Skin reconstruction method

Abstract

Some embodiments are directed to a method for preparing a skin substitute, a dermal substitute, to a skin substitute, to a dermal substitute and to a kit for implementing the method. Some other embodiments are directed to a graft that can consist of of a skin substitute and to the use thereof as treating a skin disorder and/or a loss of skin substance.

Claims

1. A method for preparing a skin substitute, comprising the steps of: a. culturing fibroblasts in a fibroblast culture medium M1; b. seeding a matrix including collagen with the fibroblasts obtained in step a; c. culturing the fibroblasts seeded in the matrix including collagen obtained in step b in a fibroblast culture medium M2 that includes ascorbic acid, an ascorbate, or a derivative thereof, whereby the matrix and the cultured fibroblasts form a dermal substitute; d. culturing melanocytes in a melanocyte culture medium M3; e. culturing keratinocytes in a keratinocyte culture medium M4; f. mixing the melanocytes obtained in step d with the keratinocytes obtained in step e; g. seeding the dermal substitute obtained in step c with the mixture of keratinocytes+melanocytes obtained in step f, wherein the seeding is carried out with a (keratinocytes+melanocytes)/fibroblasts ratio equal to or greater than 9/1 and less than or equal to 19/1; and h. culturing the seeded dermal substitute obtained in step g in a skin culture medium M5 thus forming the skin substitute thereof, wherein the medium M5 includes 40 to 60 mg/L of hyaluronic acid, a hyaluronate or a derivative thereof, and 40 to 60 mg/L of ascorbic acid, an ascorbate, a derivative thereof, and the skin substitute provided contains functional basal lamina.

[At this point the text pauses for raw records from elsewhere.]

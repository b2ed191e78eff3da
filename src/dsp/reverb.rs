//! Convolution reverb on a synthetic noise impulse, darkened by a fixed lowpass.
//!
//! Input → convolver (two-channel noise impulse) → 2500 Hz lowpass → mix gain.
//! Changing the decay regenerates the impulse after a debounce window, measured
//! on the audio clock, so a knob sweep produces exactly one rebuild.

use rand::rngs::StdRng;
use rand::{Rng, SeedableRng};
use tracing::debug;

use super::convolver::{BLOCK, Convolver};
use super::filter::Biquad;
use super::param::Param;

/// Cutoff of the damping lowpass after the convolver.
pub const DAMPING_FREQUENCY: f64 = 2500.0;
/// Quiet period after the last decay change before the impulse is rebuilt.
pub const DECAY_DEBOUNCE: f64 = 0.15;

/// Impulse length in seconds for a decay knob value.
pub fn impulse_seconds(decay: f64) -> f64 {
    0.1 + decay * 4.0
}

/// Two channels of white noise under a cubic decay envelope.
///
/// The same `seed` and `decay` always produce the same impulse.
pub fn noise_impulse(decay: f64, sample_rate: f64, seed: u64) -> [Vec<f32>; 2] {
    let len = (sample_rate * impulse_seconds(decay)).floor() as usize;
    let mut rng = StdRng::seed_from_u64(seed);
    let mut channel = || -> Vec<f32> {
        (0..len)
            .map(|j| {
                let noise: f64 = rng.gen_range(-1.0..1.0);
                (noise * (1.0 - j as f64 / len as f64).powi(3)) as f32
            })
            .collect()
    };
    let left = channel();
    let right = channel();
    [left, right]
}

#[derive(Debug)]
pub struct ReverbUnit {
    convolver: Convolver,
    damping: [Biquad; 2],
    decay: f64,
    pending_decay: Option<(f64, f64)>,
    seed: u64,
    sample_rate: f64,
    mix_buf: Vec<f32>,
    wet: [Vec<f32>; 2],
    /// Output gain of the wet signal.
    pub mix: Param,
}

impl ReverbUnit {
    pub fn new(sample_rate: f64, decay: f64, mix: f64, seed: u64) -> Self {
        ReverbUnit {
            convolver: Convolver::new(&noise_impulse(decay, sample_rate, seed), sample_rate),
            // WebAudio's default biquad Q is 1 (dB).
            damping: [
                Biquad::lowpass(sample_rate, DAMPING_FREQUENCY, 1.0),
                Biquad::lowpass(sample_rate, DAMPING_FREQUENCY, 1.0),
            ],
            decay,
            pending_decay: None,
            seed,
            sample_rate,
            mix_buf: vec![0.0; BLOCK],
            wet: [vec![0.0; BLOCK], vec![0.0; BLOCK]],
            mix: Param::new(mix),
        }
    }

    /// Decay the current impulse was built for.
    pub fn decay(&self) -> f64 {
        self.decay
    }

    pub fn has_pending_rebuild(&self) -> bool {
        self.pending_decay.is_some()
    }

    /// Request a new decay; the rebuild happens once `now + DECAY_DEBOUNCE`
    /// passes without another request.
    pub fn set_decay(&mut self, decay: f64, now: f64) {
        self.pending_decay = Some((decay, now + DECAY_DEBOUNCE));
    }

    fn rebuild_if_due(&mut self, time: f64) {
        let Some((decay, due)) = self.pending_decay else {
            return;
        };
        if time < due {
            return;
        }
        self.pending_decay = None;
        self.decay = decay;
        self.convolver = Convolver::new(&noise_impulse(decay, self.sample_rate, self.seed), self.sample_rate);
        debug!(decay, seconds = impulse_seconds(decay), "reverb impulse rebuilt");
    }

    /// Process one quantum of the reverb bus, adding the wet signal to `out_l`/`out_r`.
    pub fn process(&mut self, time: f64, input: &[f32], out_l: &mut [f32], out_r: &mut [f32]) {
        self.rebuild_if_due(time);

        let [wet_l, wet_r] = &mut self.wet;
        self.convolver.process(input, wet_l, wet_r);
        self.mix.fill(time, self.sample_rate, &mut self.mix_buf);

        for (channel, (wet, out)) in [(wet_l, out_l), (wet_r, out_r)].into_iter().enumerate() {
            self.damping[channel].process_block(wet);
            for ((o, &w), &g) in out.iter_mut().zip(wet.iter()).zip(&self.mix_buf) {
                *o += w * g;
            }
        }
    }
}

#[cfg(test)]
mod tests {
    use super::*;

    #[test]
    fn impulse_is_seeded_and_decays() {
        let a = noise_impulse(0.25, 8000.0, 7);
        let b = noise_impulse(0.25, 8000.0, 7);
        assert_eq!(a, b);
        assert_eq!(a[0].len(), (8000.0 * 1.1_f64).floor() as usize);
        assert_ne!(a[0], a[1], "channels are decorrelated");

        let head: f32 = a[0][..800].iter().map(|s| s.abs()).sum();
        let tail: f32 = a[0][a[0].len() - 800..].iter().map(|s| s.abs()).sum();
        assert!(head > tail * 50.0);
    }

    #[test]
    fn decay_rebuild_is_debounced_to_last_value() {
        let mut reverb = ReverbUnit::new(8000.0, 0.0, 1.0, 1);
        let input = [0.0_f32; BLOCK];
        let (mut l, mut r) = ([0.0_f32; BLOCK], [0.0_f32; BLOCK]);

        reverb.set_decay(0.2, 0.00);
        reverb.set_decay(0.5, 0.05);
        reverb.set_decay(0.7, 0.10);

        reverb.process(0.20, &input, &mut l, &mut r);
        assert!(reverb.has_pending_rebuild(), "still inside the debounce window");
        assert_eq!(reverb.decay(), 0.0);

        reverb.process(0.26, &input, &mut l, &mut r);
        assert!(!reverb.has_pending_rebuild());
        assert_eq!(reverb.decay(), 0.7);
    }

    #[test]
    fn wet_signal_scaled_by_mix() {
        let sr = 8000.0;
        let mut loud = ReverbUnit::new(sr, 0.0, 1.5, 3);
        let mut muted = ReverbUnit::new(sr, 0.0, 0.0, 3);
        let mut input = [0.0_f32; BLOCK];
        input[0] = 1.0;

        let (mut l, mut r) = ([0.0_f32; BLOCK], [0.0_f32; BLOCK]);
        loud.process(0.0, &input, &mut l, &mut r);
        assert!(l.iter().any(|&s| s.abs() > 0.0));

        let (mut l, mut r) = ([0.0_f32; BLOCK], [0.0_f32; BLOCK]);
        muted.process(0.0, &input, &mut l, &mut r);
        assert!(l.iter().chain(r.iter()).all(|&s| s == 0.0));
    }
}
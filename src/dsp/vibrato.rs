//! Vibrato effect: pitch wobble from an LFO-modulated delay line.
//!
//! The delay time swings around a fixed base: `0.03 + sin(lfo)·depth` seconds.
//! Sweeping the read head through the buffer shifts the pitch up and down.

use std::f64::consts::PI;

use super::delay::read_interpolated;
use super::param::Param;

/// Centre of the modulated delay, in seconds.
pub const BASE_DELAY: f64 = 0.03;

#[derive(Debug, Clone)]
pub struct Vibrato {
    buffer: Vec<f32>,
    write_pos: usize,
    sample_rate: f64,
    phase: f64,
    rate_buf: Vec<f32>,
    depth_buf: Vec<f32>,

    /// LFO rate in Hz.
    pub rate: Param,
    /// Modulation depth in seconds.
    pub depth: Param,
}

impl Vibrato {
    pub fn new(sample_rate: f64, rate: f64, depth: f64) -> Self {
        // One second of history covers the base delay plus any depth.
        let buffer_size = sample_rate as usize + 2;
        Vibrato {
            buffer: vec![0.0; buffer_size],
            write_pos: 0,
            sample_rate,
            phase: 0.0,
            rate_buf: Vec::new(),
            depth_buf: Vec::new(),
            rate: Param::new(rate),
            depth: Param::new(depth),
        }
    }

    /// Process one quantum in place (wet output only).
    pub fn process(&mut self, time: f64, buf: &mut [f32]) {
        let n = buf.len();
        self.rate_buf.resize(n, 0.0);
        self.depth_buf.resize(n, 0.0);
        self.rate.fill(time, self.sample_rate, &mut self.rate_buf);
        self.depth.fill(time, self.sample_rate, &mut self.depth_buf);

        let buffer_len = self.buffer.len();
        let max_delay = (buffer_len - 1) as f64;
        for i in 0..n {
            self.buffer[self.write_pos] = buf[i];

            let lfo = (2.0 * PI * self.phase).sin();
            let delay = (BASE_DELAY + lfo * self.depth_buf[i] as f64) * self.sample_rate;
            buf[i] = read_interpolated(&self.buffer, self.write_pos, delay.clamp(1.0, max_delay));

            self.write_pos = (self.write_pos + 1) % buffer_len;
            self.phase = (self.phase + self.rate_buf[i] as f64 / self.sample_rate).fract();
        }
    }

    pub fn clear(&mut self) {
        self.buffer.fill(0.0);
        self.write_pos = 0;
        self.phase = 0.0;
    }
}
//! Automation timeline: scheduled parameter changes evaluated on the context clock.
//!
//! Every value that changes while audio is running (gains, cutoffs, delay
//! times, oscillator frequencies, envelopes) is a `Param`. Changes are
//! scheduled as ramps or exponential approaches at absolute context times,
//! never applied as instantaneous steps on a running graph.

use serde::{Deserialize, Serialize};

/// Time constant for knob, routing and volume changes (seconds).
pub const PARAM_SMOOTHING: f64 = 0.05;

/// A single scheduled change.
#[derive(Debug, Clone, Copy, PartialEq, Serialize, Deserialize)]
#[serde(tag = "type", rename_all = "camelCase", rename_all_fields = "camelCase")]
pub enum Automation {
    /// Jump to `value` at `time`.
    SetValue { time: f64, value: f64 },
    /// Ramp linearly from the previous event to `value`, arriving at `time`.
    LinearRamp { time: f64, value: f64 },
    /// Ramp exponentially from the previous event to `value`, arriving at `time`.
    ExponentialRamp { time: f64, value: f64 },
    /// Approach `target` from `time` on with the given time constant.
    SetTarget {
        time: f64,
        target: f64,
        time_constant: f64,
    },
}

impl Automation {
    pub fn time(&self) -> f64 {
        match *self {
            Automation::SetValue { time, .. }
            | Automation::LinearRamp { time, .. }
            | Automation::ExponentialRamp { time, .. }
            | Automation::SetTarget { time, .. } => time,
        }
    }
}

/// An automatable parameter: an initial value plus a time-sorted event list.
#[derive(Debug, Clone, PartialEq)]
pub struct Param {
    initial: f64,
    events: Vec<Automation>,
}

impl Param {
    pub fn new(value: f64) -> Self {
        Param {
            initial: value,
            events: Vec::new(),
        }
    }

    /// Build a parameter from a list of events (in any order).
    pub fn from_events(initial: f64, events: &[Automation]) -> Self {
        let mut param = Param::new(initial);
        for &event in events {
            param.insert(event);
        }
        param
    }

    pub fn events(&self) -> &[Automation] {
        &self.events
    }

    /// Insert an event after every event scheduled at the same or earlier time.
    pub fn insert(&mut self, event: Automation) {
        let time = event.time();
        let pos = self.events.partition_point(|e| e.time() <= time);
        self.events.insert(pos, event);
    }

    pub fn set_value_at(&mut self, value: f64, time: f64) {
        self.insert(Automation::SetValue { time, value });
    }

    pub fn linear_ramp_to(&mut self, value: f64, time: f64) {
        self.insert(Automation::LinearRamp { time, value });
    }

    pub fn exponential_ramp_to(&mut self, value: f64, time: f64) {
        self.insert(Automation::ExponentialRamp { time, value });
    }

    pub fn set_target_at(&mut self, target: f64, time: f64, time_constant: f64) {
        self.insert(Automation::SetTarget {
            time,
            target,
            time_constant,
        });
    }

    /// Smoothly move towards `target` starting at `now`, dropping history first.
    pub fn glide_to(&mut self, target: f64, now: f64, time_constant: f64) {
        self.compact(now);
        self.cancel_after(now);
        self.set_target_at(target, now, time_constant);
    }

    /// Remove every event scheduled strictly after `time`.
    pub fn cancel_after(&mut self, time: f64) {
        self.events.retain(|e| e.time() <= time);
    }

    /// Value of the parameter at context time `t`.
    pub fn value_at(&self, t: f64) -> f64 {
        let mut prev_time = 0.0_f64;
        let mut prev_value = self.initial;
        let mut target: Option<(f64, f64)> = None;

        for event in &self.events {
            let time = event.time();
            match *event {
                Automation::SetValue { value, .. } => {
                    if time > t {
                        break;
                    }
                    prev_value = value;
                    target = None;
                }
                Automation::LinearRamp { value, .. } => {
                    if time > t {
                        return lerp(prev_time, prev_value, time, value, t);
                    }
                    prev_value = value;
                    target = None;
                }
                Automation::ExponentialRamp { value, .. } => {
                    if time > t {
                        if prev_value > 0.0 && value > 0.0 {
                            let frac = fraction(prev_time, time, t);
                            return prev_value * (value / prev_value).powf(frac);
                        }
                        return lerp(prev_time, prev_value, time, value, t);
                    }
                    prev_value = value;
                    target = None;
                }
                Automation::SetTarget {
                    target: goal,
                    time_constant,
                    ..
                } => {
                    if time > t {
                        break;
                    }
                    prev_value = settle(prev_time, prev_value, target, time);
                    target = Some((goal, time_constant));
                }
            }
            prev_time = time;
        }

        settle(prev_time, prev_value, target, t)
    }

    /// Fold every event that is fully in the past into a single `SetValue`.
    ///
    /// Values at and after `now` are unchanged.
    pub fn compact(&mut self, now: f64) {
        let Some(k) = self.events.iter().rposition(|e| e.time() <= now) else {
            return;
        };
        let time = self.events[k].time();
        let value = self.value_at(time);
        let keep_from = match self.events[k] {
            Automation::SetTarget { .. } => k,
            _ => k + 1,
        };
        let mut events = Vec::with_capacity(self.events.len() - keep_from + 1);
        events.push(Automation::SetValue { time, value });
        events.extend_from_slice(&self.events[keep_from..]);
        self.events = events;
    }

    /// Fill `out` with values for consecutive frames starting at `start`.
    ///
    /// Quanta without an event inside are interpolated between their edges;
    /// quanta containing an event are evaluated frame by frame.
    pub fn fill(&self, start: f64, sample_rate: f64, out: &mut [f32]) {
        if self.events.is_empty() {
            out.fill(self.initial as f32);
            return;
        }
        let n = out.len();
        let end = start + n as f64 / sample_rate;
        let first_after_start = self.events.partition_point(|e| e.time() <= start);
        let event_inside = self
            .events
            .get(first_after_start)
            .is_some_and(|e| e.time() < end);

        if event_inside {
            for (i, v) in out.iter_mut().enumerate() {
                *v = self.value_at(start + i as f64 / sample_rate) as f32;
            }
        } else {
            let a = self.value_at(start);
            let b = self.value_at(end);
            for (i, v) in out.iter_mut().enumerate() {
                *v = (a + (b - a) * i as f64 / n as f64) as f32;
            }
        }
    }
}

fn fraction(t0: f64, t1: f64, t: f64) -> f64 {
    if t1 <= t0 {
        1.0
    } else {
        ((t - t0) / (t1 - t0)).clamp(0.0, 1.0)
    }
}

fn lerp(t0: f64, v0: f64, t1: f64, v1: f64, t: f64) -> f64 {
    v0 + (v1 - v0) * fraction(t0, t1, t)
}

fn settle(anchor_time: f64, anchor_value: f64, target: Option<(f64, f64)>, t: f64) -> f64 {
    match target {
        Some((goal, tau)) if tau > 0.0 => {
            goal + (anchor_value - goal) * (-(t - anchor_time).max(0.0) / tau).exp()
        }
        Some((goal, _)) => goal,
        None => anchor_value,
    }
}

#[cfg(test)]
mod tests {
    use super::*;

    #[test]
    fn constant_without_events() {
        let p = Param::new(0.7);
        assert_eq!(p.value_at(0.0), 0.7);
        assert_eq!(p.value_at(100.0), 0.7);
    }

    #[test]
    fn linear_ramp_interpolates() {
        let mut p = Param::new(0.0);
        p.set_value_at(0.0, 1.0);
        p.linear_ramp_to(1.0, 2.0);
        assert!((p.value_at(0.5) - 0.0).abs() < 1e-12);
        assert!((p.value_at(1.5) - 0.5).abs() < 1e-12);
        assert!((p.value_at(3.0) - 1.0).abs() < 1e-12);
    }

    #[test]
    fn exponential_ramp_is_geometric() {
        let mut p = Param::new(0.0);
        p.set_value_at(0.4, 0.0);
        p.exponential_ramp_to(0.004, 1.0);
        let mid = p.value_at(0.5);
        assert!((mid - 0.04).abs() < 1e-9, "geometric midpoint expected, got {mid}");
    }

    #[test]
    fn exponential_ramp_from_zero_falls_back_to_linear() {
        let mut p = Param::new(0.0);
        p.set_value_at(0.0, 0.0);
        p.exponential_ramp_to(1.0, 1.0);
        assert!((p.value_at(0.25) - 0.25).abs() < 1e-12);
    }

    #[test]
    fn set_target_approaches_exponentially() {
        let mut p = Param::new(1.0);
        p.set_target_at(0.0, 1.0, 0.05);
        assert!((p.value_at(1.0) - 1.0).abs() < 1e-12);
        let one_tau = p.value_at(1.05);
        assert!((one_tau - (-1.0_f64).exp()).abs() < 1e-9);
        assert!(p.value_at(2.0) < 1e-6);
    }

    #[test]
    fn events_at_equal_times_keep_insertion_order() {
        let mut p = Param::new(0.0);
        p.set_value_at(0.2, 1.0);
        p.set_value_at(0.9, 1.0);
        assert_eq!(p.value_at(1.0), 0.9);
    }

    #[test]
    fn out_of_order_inserts_are_sorted() {
        // A tiny note: the plateau hold lands before the attack ramp ends.
        let mut p = Param::new(0.0);
        p.set_value_at(0.0, 1.0);
        p.linear_ramp_to(0.3, 1.02);
        p.set_value_at(0.3, 1.001);
        p.linear_ramp_to(0.0, 1.101);
        let times: Vec<f64> = p.events().iter().map(|e| e.time()).collect();
        assert!(times.windows(2).all(|w| w[0] <= w[1]));
        assert!(p.value_at(1.05) > 0.0);
        assert_eq!(p.value_at(1.2), 0.0);
    }

    #[test]
    fn compact_preserves_future_values() {
        let mut p = Param::new(0.0);
        p.set_value_at(0.0, 0.0);
        p.linear_ramp_to(1.0, 1.0);
        p.set_target_at(0.25, 2.0, 0.1);
        p.linear_ramp_to(0.5, 4.0);

        let probes = [2.0, 2.05, 2.5, 3.0, 3.9, 4.5];
        let before: Vec<f64> = probes.iter().map(|&t| p.value_at(t)).collect();
        p.compact(2.0);
        let after: Vec<f64> = probes.iter().map(|&t| p.value_at(t)).collect();
        for (a, b) in before.iter().zip(&after) {
            assert!((a - b).abs() < 1e-12, "compaction changed a value: {a} vs {b}");
        }
        assert!(p.events().len() <= 3);
    }

    #[test]
    fn glide_bounds_event_count() {
        let mut p = Param::new(0.0);
        for i in 0..1000 {
            p.glide_to(i as f64, i as f64 * 0.01, PARAM_SMOOTHING);
        }
        assert!(p.events().len() <= 2, "got {} events", p.events().len());
    }

    #[test]
    fn fill_matches_value_at_across_events() {
        let mut p = Param::new(0.0);
        p.set_value_at(0.0, 0.001);
        p.linear_ramp_to(0.4, 0.002);
        let sr = 44100.0;
        let mut out = [0.0_f32; 128];
        p.fill(0.0, sr, &mut out);
        for (i, &v) in out.iter().enumerate() {
            let expected = p.value_at(i as f64 / sr) as f32;
            assert!((v - expected).abs() < 1e-6);
        }
    }

    #[test]
    fn automation_serializes_with_tag() {
        let json = serde_json::to_string(&Automation::SetTarget {
            time: 1.0,
            target: 2.0,
            time_constant: 0.02,
        })
        .unwrap();
        assert!(json.contains("\"type\":\"setTarget\""));
        assert!(json.contains("\"timeConstant\":0.02"));
    }
}
//! Voice oscillators. Square and saw edges are band-limited with PolyBLEP.

use std::f64::consts::PI;

use serde::{Deserialize, Serialize};

/// Track waveform. Unknown names in saved patterns read as sine.
#[derive(Debug, Clone, Copy, PartialEq, Eq, Hash, Default, Serialize, Deserialize)]
#[serde(rename_all = "lowercase")]
pub enum Waveform {
    Square,
    Sawtooth,
    Triangle,
    #[default]
    #[serde(other)]
    Sine,
}

/// A band-limited oscillator whose frequency is supplied per sample.
///
/// Frequency lives outside the oscillator so that it can follow an
/// automation curve (glides, ramps through drawn breakpoints).
#[derive(Debug, Clone)]
pub struct Oscillator {
    pub waveform: Waveform,
    phase: f64,
    sample_rate: f64,
}

impl Oscillator {
    pub fn new(waveform: Waveform, sample_rate: f64) -> Self {
        Oscillator {
            waveform,
            phase: 0.0,
            sample_rate,
        }
    }

    /// Generate the next sample at `frequency` Hz.
    pub fn next_sample(&mut self, frequency: f64) -> f64 {
        let inc = (frequency / self.sample_rate).clamp(0.0, 0.5);
        let sample = match self.waveform {
            Waveform::Sine => (2.0 * PI * self.phase).sin(),
            Waveform::Sawtooth => self.sawtooth(inc),
            Waveform::Square => self.square(inc),
            Waveform::Triangle => self.triangle(),
        };

        self.phase += inc;
        if self.phase >= 1.0 {
            self.phase -= 1.0;
        }

        sample
    }

    /// Naive sawtooth with the wrap discontinuity smoothed by PolyBLEP.
    fn sawtooth(&self, inc: f64) -> f64 {
        let naive = 2.0 * self.phase - 1.0;
        naive - poly_blep(self.phase, inc)
    }

    fn square(&self, inc: f64) -> f64 {
        let mut value = if self.phase < 0.5 { 1.0 } else { -1.0 };
        value += poly_blep(self.phase, inc);
        value -= poly_blep((self.phase + 0.5) % 1.0, inc);
        value
    }

    /// Piecewise linear: -1 → +1 over the first half cycle, back down over the second.
    fn triangle(&self) -> f64 {
        if self.phase < 0.5 {
            4.0 * self.phase - 1.0
        } else {
            3.0 - 4.0 * self.phase
        }
    }
}

/// PolyBLEP (Polynomial Band-Limited Step) correction.
///
/// `t` is the phase [0, 1), `dt` is the phase increment per sample.
fn poly_blep(t: f64, dt: f64) -> f64 {
    if dt <= 0.0 {
        return 0.0;
    }
    if t < dt {
        let t = t / dt;
        2.0 * t - t * t - 1.0
    } else if t > 1.0 - dt {
        let t = (t - 1.0) / dt;
        t * t + 2.0 * t + 1.0
    } else {
        0.0
    }
}

#[cfg(test)]
mod tests {
    use super::*;

    #[test]
    fn sine_starts_at_zero_phase() {
        let mut osc = Oscillator::new(Waveform::Sine, 44100.0);
        assert_eq!(osc.next_sample(440.0), 0.0);
    }

    #[test]
    fn waveforms_stay_in_range() {
        for waveform in [
            Waveform::Sine,
            Waveform::Square,
            Waveform::Sawtooth,
            Waveform::Triangle,
        ] {
            let mut osc = Oscillator::new(waveform, 44100.0);
            for _ in 0..44100 {
                let s = osc.next_sample(440.0);
                assert!(s.abs() <= 1.5, "{waveform:?} out of range: {s}");
            }
        }
    }

    #[test]
    fn zero_crossings_follow_frequency() {
        let sr = 8000.0;
        let mut osc = Oscillator::new(Waveform::Sine, sr);
        let mut crossings = 0;
        let mut prev = osc.next_sample(100.0);
        for _ in 1..8000 {
            let s = osc.next_sample(100.0);
            if prev < 0.0 && s >= 0.0 {
                crossings += 1;
            }
            prev = s;
        }
        assert!((99..=100).contains(&crossings), "got {crossings} rising crossings");
    }

    #[test]
    fn waveform_names() {
        let w: Waveform = serde_json::from_str("\"triangle\"").unwrap();
        assert_eq!(w, Waveform::Triangle);
        let unknown: Waveform = serde_json::from_str("\"noise\"").unwrap();
        assert_eq!(unknown, Waveform::Sine);
    }
}
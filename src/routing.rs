//! Send matrix: which tracks feed which effect buses, and the dry-bus rule.

use serde::{Deserialize, Serialize};

use crate::config::{EFFECT_COUNT, TRACK_COUNT};
use crate::error::{EngineError, Result};
use crate::rack::EffectKind;

/// Boolean routing grid `[track][effect]`.
#[derive(Debug, Clone, Copy, PartialEq, Eq, Default)]
pub struct SendMatrix {
    routes: [[bool; EFFECT_COUNT]; TRACK_COUNT],
}

impl SendMatrix {
    pub fn new() -> Self {
        Self::default()
    }

    pub fn set_route(&mut self, track: usize, effect: EffectKind, active: bool) -> Result<()> {
        let row = self
            .routes
            .get_mut(track)
            .ok_or(EngineError::TrackOutOfRange(track))?;
        row[effect.index()] = active;
        Ok(())
    }

    pub fn is_routed(&self, track: usize, effect: EffectKind) -> bool {
        self.routes
            .get(track)
            .is_some_and(|row| row[effect.index()])
    }

    /// Whether any track feeds `effect`.
    pub fn any_active(&self, effect: EffectKind) -> bool {
        self.routes.iter().any(|row| row[effect.index()])
    }

    /// Dry level of a track.
    ///
    /// Filter routed: 0 (the filter replaces the dry path). Otherwise stutter
    /// routed: `1 − stutter_mix`. Otherwise 1.
    pub fn dry_gain(&self, track: usize, stutter_mix: f64) -> f64 {
        if self.is_routed(track, EffectKind::Filter) {
            0.0
        } else if self.is_routed(track, EffectKind::Stutter) {
            1.0 - stutter_mix
        } else {
            1.0
        }
    }

    /// Send level of a track into an effect bus.
    pub fn send_gain(&self, track: usize, effect: EffectKind, stutter_mix: f64) -> f64 {
        match (self.is_routed(track, effect), effect) {
            (false, _) => 0.0,
            (true, EffectKind::Stutter) => stutter_mix,
            (true, _) => 1.0,
        }
    }

    pub fn rows(&self) -> Vec<MatrixRow> {
        self.routes.iter().map(|&r| MatrixRow::from(r)).collect()
    }

    /// Replace the grid from document rows. Missing rows leave a track unrouted.
    pub fn from_rows(rows: &[MatrixRow]) -> Self {
        let mut matrix = SendMatrix::default();
        matrix.load_rows(rows);
        matrix
    }

    /// Overwrite the rows a document carries; later tracks keep their routes.
    pub fn load_rows(&mut self, rows: &[MatrixRow]) {
        for (row, src) in self.routes.iter_mut().zip(rows) {
            *row = src.to_array();
        }
    }
}

/// One track's row as it appears in a pattern document.
#[derive(Debug, Clone, Copy, PartialEq, Eq, Default, Serialize, Deserialize)]
#[serde(default)]
pub struct MatrixRow {
    pub delay: bool,
    pub reverb: bool,
    pub vibrato: bool,
    pub filter: bool,
    pub stutter: bool,
}

impl MatrixRow {
    pub fn get(&self, effect: EffectKind) -> bool {
        self.to_array()[effect.index()]
    }

    fn to_array(self) -> [bool; EFFECT_COUNT] {
        [self.delay, self.reverb, self.vibrato, self.filter, self.stutter]
    }
}

impl From<[bool; EFFECT_COUNT]> for MatrixRow {
    fn from(r: [bool; EFFECT_COUNT]) -> Self {
        MatrixRow {
            delay: r[0],
            reverb: r[1],
            vibrato: r[2],
            filter: r[3],
            stutter: r[4],
        }
    }
}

2. The method as claimed in claim 1, wherein the mixing of melanocytes and keratinocytes of step f is carried out with a melanocytes/keratinocytes ratio of 1/20 to 1/15.

3. The method as claimed in claim 1, wherein the seeding in step b is carried out at a density of from 20,000 to 50,000 fibroblasts/cm.sup.2 of surface area of the matrix including collagen.

4. The method as claimed in claim 1, wherein step c comprises: a first culturing step c′ of 18 to 28 hours in the presence of a fibroblast culture medium M21 that includes neither ascorbic acid nor ascorbate, and a second culturing step c″ of at least two days in the presence of a fibroblast culture medium M2 that includes ascorbic acid, an ascorbate, or a derivative thereof.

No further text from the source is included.